START Source data

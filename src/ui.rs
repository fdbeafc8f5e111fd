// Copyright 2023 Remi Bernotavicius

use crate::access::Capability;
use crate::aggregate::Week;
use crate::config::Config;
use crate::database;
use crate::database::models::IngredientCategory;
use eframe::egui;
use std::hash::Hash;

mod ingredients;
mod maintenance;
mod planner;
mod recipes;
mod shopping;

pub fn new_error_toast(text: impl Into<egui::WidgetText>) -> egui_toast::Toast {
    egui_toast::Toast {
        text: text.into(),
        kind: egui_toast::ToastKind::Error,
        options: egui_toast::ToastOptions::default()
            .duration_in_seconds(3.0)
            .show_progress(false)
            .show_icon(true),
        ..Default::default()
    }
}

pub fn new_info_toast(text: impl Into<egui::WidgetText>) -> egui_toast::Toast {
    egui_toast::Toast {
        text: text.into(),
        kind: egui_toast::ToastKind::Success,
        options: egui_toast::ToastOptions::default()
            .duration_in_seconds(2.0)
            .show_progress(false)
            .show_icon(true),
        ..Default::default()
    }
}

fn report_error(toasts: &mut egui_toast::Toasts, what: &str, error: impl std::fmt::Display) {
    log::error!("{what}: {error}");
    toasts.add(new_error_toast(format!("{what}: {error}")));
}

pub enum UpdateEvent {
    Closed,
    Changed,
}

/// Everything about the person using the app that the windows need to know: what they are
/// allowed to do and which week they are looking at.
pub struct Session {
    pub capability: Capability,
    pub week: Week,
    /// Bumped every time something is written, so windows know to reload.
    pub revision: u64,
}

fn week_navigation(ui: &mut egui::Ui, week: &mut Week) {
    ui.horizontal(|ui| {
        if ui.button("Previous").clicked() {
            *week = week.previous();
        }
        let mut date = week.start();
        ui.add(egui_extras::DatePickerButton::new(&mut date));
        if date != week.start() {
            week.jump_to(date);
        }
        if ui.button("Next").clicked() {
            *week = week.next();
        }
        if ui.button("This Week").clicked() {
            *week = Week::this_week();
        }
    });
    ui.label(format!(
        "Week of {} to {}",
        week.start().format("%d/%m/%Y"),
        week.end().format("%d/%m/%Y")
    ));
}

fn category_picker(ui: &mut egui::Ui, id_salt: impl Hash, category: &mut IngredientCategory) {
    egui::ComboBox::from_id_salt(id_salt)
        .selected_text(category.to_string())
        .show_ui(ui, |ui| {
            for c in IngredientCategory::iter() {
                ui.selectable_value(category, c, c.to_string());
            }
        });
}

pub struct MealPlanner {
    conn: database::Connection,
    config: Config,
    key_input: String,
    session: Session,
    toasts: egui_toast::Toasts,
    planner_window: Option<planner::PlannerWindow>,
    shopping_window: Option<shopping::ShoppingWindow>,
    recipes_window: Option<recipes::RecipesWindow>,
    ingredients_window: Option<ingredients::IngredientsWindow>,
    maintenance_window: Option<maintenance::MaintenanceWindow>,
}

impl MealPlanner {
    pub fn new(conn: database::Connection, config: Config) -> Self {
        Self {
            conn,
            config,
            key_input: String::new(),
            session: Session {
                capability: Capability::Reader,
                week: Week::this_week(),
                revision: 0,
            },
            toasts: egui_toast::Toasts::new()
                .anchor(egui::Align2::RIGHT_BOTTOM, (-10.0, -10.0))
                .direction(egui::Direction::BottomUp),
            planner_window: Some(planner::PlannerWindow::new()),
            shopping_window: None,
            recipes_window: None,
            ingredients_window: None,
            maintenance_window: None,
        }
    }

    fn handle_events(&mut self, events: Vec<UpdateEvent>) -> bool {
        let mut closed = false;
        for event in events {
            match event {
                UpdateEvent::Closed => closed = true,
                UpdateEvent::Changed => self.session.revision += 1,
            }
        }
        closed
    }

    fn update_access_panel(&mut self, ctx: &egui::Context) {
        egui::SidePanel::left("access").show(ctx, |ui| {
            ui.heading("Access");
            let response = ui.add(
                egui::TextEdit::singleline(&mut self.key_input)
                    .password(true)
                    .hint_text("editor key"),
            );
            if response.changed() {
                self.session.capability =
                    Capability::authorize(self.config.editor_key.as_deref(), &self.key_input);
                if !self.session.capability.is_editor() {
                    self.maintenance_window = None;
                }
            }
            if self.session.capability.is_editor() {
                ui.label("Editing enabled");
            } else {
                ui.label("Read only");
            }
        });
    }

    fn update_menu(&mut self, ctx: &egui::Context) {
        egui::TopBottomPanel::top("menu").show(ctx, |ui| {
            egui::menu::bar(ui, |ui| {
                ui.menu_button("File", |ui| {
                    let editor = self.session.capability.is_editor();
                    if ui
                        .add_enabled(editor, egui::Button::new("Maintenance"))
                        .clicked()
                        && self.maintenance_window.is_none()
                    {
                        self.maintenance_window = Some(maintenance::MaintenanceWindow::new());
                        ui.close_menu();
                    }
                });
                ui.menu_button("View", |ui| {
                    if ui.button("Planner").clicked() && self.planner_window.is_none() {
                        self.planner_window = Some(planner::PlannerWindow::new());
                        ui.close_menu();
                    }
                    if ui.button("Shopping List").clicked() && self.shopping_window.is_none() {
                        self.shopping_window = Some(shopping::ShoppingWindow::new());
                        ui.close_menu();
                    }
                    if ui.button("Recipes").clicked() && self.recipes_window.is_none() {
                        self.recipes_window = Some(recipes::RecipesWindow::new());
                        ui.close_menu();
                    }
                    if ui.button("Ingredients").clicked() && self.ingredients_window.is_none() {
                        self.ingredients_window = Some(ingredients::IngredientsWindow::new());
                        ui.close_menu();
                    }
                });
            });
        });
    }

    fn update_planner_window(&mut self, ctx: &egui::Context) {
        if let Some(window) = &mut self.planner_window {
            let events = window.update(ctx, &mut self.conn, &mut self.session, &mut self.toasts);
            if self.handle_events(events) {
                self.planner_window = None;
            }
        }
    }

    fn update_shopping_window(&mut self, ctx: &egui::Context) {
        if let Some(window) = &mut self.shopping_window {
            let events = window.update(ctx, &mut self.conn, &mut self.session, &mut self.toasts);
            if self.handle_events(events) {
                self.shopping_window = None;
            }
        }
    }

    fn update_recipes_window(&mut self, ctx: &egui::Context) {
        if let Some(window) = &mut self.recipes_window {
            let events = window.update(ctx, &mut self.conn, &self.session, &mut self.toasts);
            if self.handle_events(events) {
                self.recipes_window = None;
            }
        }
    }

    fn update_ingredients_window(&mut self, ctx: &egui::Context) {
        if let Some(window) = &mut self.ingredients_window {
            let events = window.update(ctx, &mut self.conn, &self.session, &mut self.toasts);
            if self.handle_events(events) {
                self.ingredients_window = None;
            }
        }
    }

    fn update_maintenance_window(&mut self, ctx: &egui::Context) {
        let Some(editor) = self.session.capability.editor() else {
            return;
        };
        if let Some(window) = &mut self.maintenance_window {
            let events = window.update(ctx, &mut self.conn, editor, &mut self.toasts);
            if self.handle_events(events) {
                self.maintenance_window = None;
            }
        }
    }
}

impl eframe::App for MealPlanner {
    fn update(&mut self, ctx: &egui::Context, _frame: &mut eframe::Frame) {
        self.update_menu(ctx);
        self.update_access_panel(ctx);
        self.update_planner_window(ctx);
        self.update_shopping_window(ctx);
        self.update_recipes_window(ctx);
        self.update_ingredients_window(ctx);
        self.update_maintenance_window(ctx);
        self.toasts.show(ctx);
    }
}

END Source data

* Exercise
Every record above needs to be copied exactly.

* Written answer
filename src/ui.rs
repository fdbeafc8f5e111fd
// Copyright 2023 Remi Bernotavicius

use crate::access::Capability;
use crate::aggregate::Week;
use crate::config::Config;
use crate::database;
use crate::database::models::IngredientCategory;
use eframe::egui;
use std::hash::Hash;

mod ingredients;
mod maintenance;
mod planner;
mod recipes;
mod shopping;

pub fn new_error_toast(text: impl Into<egui::WidgetText>) -> egui_toast::Toast {
    egui_toast::Toast {
        text: text.into(),
        kind: egui_toast::ToastKind::Error,
        options: egui_toast::ToastOptions::default()
            .duration_in_seconds(3.0)
            .show_progress(false)
            .show_icon(true),
        ..Default::default()
    }
}

pub fn new_info_toast(text: impl Into<egui::WidgetText>) -> egui_toast::Toast {
    egui_toast::Toast {
        text: text.into(),
        kind: egui_toast::ToastKind::Success,
        options: egui_toast::ToastOptions::default()
            .duration_in_seconds(2.0)
            .show_progress(false)
            .show_icon(true),
        ..Default::default()
    }
}

fn report_error(toasts: &mut egui_toast::Toasts, what: &str, error: impl std::fmt::Display) {
    log::error!("{what}: {error}");
    toasts.add(new_error_toast(format!("{what}: {error}")));
}

pub enum UpdateEvent {
    Closed,
    Changed,
}

/// Everything about the person using the app that the windows need to know: what they are
/// allowed to do and which week they are looking at.
pub struct Session {
    pub capability: Capability,
    pub week: Week,
    /// Bumped every time something is written, so windows know to reload.
    pub revision: u64,
}

fn week_navigation(ui: &mut egui::Ui, week: &mut Week) {
    ui.horizontal(|ui| {
        if ui.button("Previous").clicked() {
            *week = week.previous();
        }
        let mut date = week.start();
        ui.add(egui_extras::DatePickerButton::new(&mut date));
        if date != week.start() {
            week.jump_to(date);
        }
        if ui.button("Next").clicked() {
            *week = week.next();
        }
        if ui.button("This Week").clicked() {
            *week = Week::this_week();
        }
    });
    ui.label(format!(
        "Week of {} to {}",
        week.start().format("%d/%m/%Y"),
        week.end().format("%d/%m/%Y")
    ));
}

fn category_picker(ui: &mut egui::Ui, id_salt: impl Hash, category: &mut IngredientCategory) {
    egui::ComboBox::from_id_salt(id_salt)
        .selected_text(category.to_string())
        .show_ui(ui, |ui| {
            for c in IngredientCategory::iter() {
                ui.selectable_value(category, c, c.to_string());
            }
        });
}

pub struct MealPlanner {
    conn: database::Connection,
    config: Config,
    key_input: String,
    session: Session,
    toasts: egui_toast::Toasts,
    planner_window: Option<planner::PlannerWindow>,
    shopping_window: Option<shopping::ShoppingWindow>,
    recipes_window: Option<recipes::RecipesWindow>,
    ingredients_window: Option<ingredients::IngredientsWindow>,
    maintenance_window: Option<maintenance::MaintenanceWindow>,
}

impl MealPlanner {
    pub fn new(conn: database::Connection, config: Config) -> Self {
        Self {
            conn,
            config,
            key_input: String::new(),
            session: Session {
                capability: Capability::Reader,
                week: Week::this_week(),
                revision: 0,
            },
            toasts: egui_toast::Toasts::new()
                .anchor(egui::Align2::RIGHT_BOTTOM, (-10.0, -10.0))
                .direction(egui::Direction::BottomUp),
            planner_window: Some(planner::PlannerWindow::new()),
            shopping_window: None,
            recipes_window: None,
            ingredients_window: None,
            maintenance_window: None,
        }
    }

    fn handle_events(&mut self, events: Vec<UpdateEvent>) -> bool {
        let mut closed = false;
        for event in events {
            match event {
                UpdateEvent::Closed => closed = true,
                UpdateEvent::Changed => self.session.revision += 1,
            }
        }
        closed
    }

    fn update_access_panel(&mut self, ctx: &egui::Context) {
        egui::SidePanel::left("access").show(ctx, |ui| {
            ui.heading("Access");
            let response = ui.add(
                egui::TextEdit::singleline(&mut self.key_input)
                    .password(true)
                    .hint_text("editor key"),
            );
            if response.changed() {
                self.session.capability =
                    Capability::authorize(self.config.editor_key.as_deref(), &self.key_input);
                if !self.session.capability.is_editor() {
                    self.maintenance_window = None;
                }
            }
            if self.session.capability.is_editor() {
                ui.label("Editing enabled");
            } else {
                ui.label("Read only");
            }
        });
    }

    fn update_menu(&mut self, ctx: &egui::Context) {
        egui::TopBottomPanel::top("menu").show(ctx, |ui| {
            egui::menu::bar(ui, |ui| {
                ui.menu_button("File", |ui| {
                    let editor = self.session.capability.is_editor();
                    if ui
                        .add_enabled(editor, egui::Button::new("Maintenance"))
                        .clicked()
                        && self.maintenance_window.is_none()
                    {
                        self.maintenance_window = Some(maintenance::MaintenanceWindow::new());
                        ui.close_menu();
                    }
                });
                ui.menu_button("View", |ui| {
                    if ui.button("Planner").clicked() && self.planner_window.is_none() {
                        self.planner_window = Some(planner::PlannerWindow::new());
                        ui.close_menu();
                    }
                    if ui.button("Shopping List").clicked() && self.shopping_window.is_none() {
                        self.shopping_window = Some(shopping::ShoppingWindow::new());
                        ui.close_menu();
                    }
                    if ui.button("Recipes").clicked() && self.recipes_window.is_none() {
                        self.recipes_window = Some(recipes::RecipesWindow::new());
                        ui.close_menu();
                    }
                    if ui.button("Ingredients").clicked() && self.ingredients_window.is_none() {
                        self.ingredients_window = Some(ingredients::IngredientsWindow::new());
                        ui.close_menu();
                    }
                });
            });
        });
    }

    fn update_planner_window(&mut self, ctx: &egui::Context) {
        if let Some(window) = &mut self.planner_window {
            let events = window.update(ctx, &mut self.conn, &mut self.session, &mut self.toasts);
            if self.handle_events(events) {
                self.planner_window = None;
            }
        }
    }

    fn update_shopping_window(&mut self, ctx: &egui::Context) {
        if let Some(window) = &mut self.shopping_window {
            let events = window.update(ctx, &mut self.conn, &mut self.session, &mut self.toasts);
            if self.handle_events(events) {
                self.shopping_window = None;
            }
        }
    }

    fn update_recipes_window(&mut self, ctx: &egui::Context) {
        if let Some(window) = &mut self.recipes_window {
            let events = window.update(ctx, &mut self.conn, &self.session, &mut self.toasts);
            if self.handle_events(events) {
                self.recipes_window = None;
            }
        }
    }

    fn update_ingredients_window(&mut self, ctx: &egui::Context) {
        if let Some(window) = &mut self.ingredients_window {
            let events = window.update(ctx, &mut self.conn, &self.session, &mut self.toasts);
            if self.handle_events(events) {
                self.ingredients_window = None;
            }
        }
    }

    fn update_maintenance_window(&mut self, ctx: &egui::Context) {
        let Some(editor) = self.session.capability.editor() else {
            return;
        };
        if let Some(window) = &mut self.maintenance_window {
            let events = window.update(ctx, &mut self.conn, editor, &mut self.toasts);
            if self.handle_events(events) {
                self.maintenance_window = None;
            }
        }
    }
}

impl eframe::App for MealPlanner {
    fn update(&mut self, ctx: &egui::Context, _frame: &mut eframe::Frame) {
        self.update_menu(ctx);
        self.update_access_panel(ctx);
        self.update_planner_window(ctx);
        self.update_shopping_window(ctx);
        self.update_recipes_window(ctx);
        self.update_ingredients_window(ctx);
        self.update_maintenance_window(ctx);
        self.toasts.show(ctx);
    }
}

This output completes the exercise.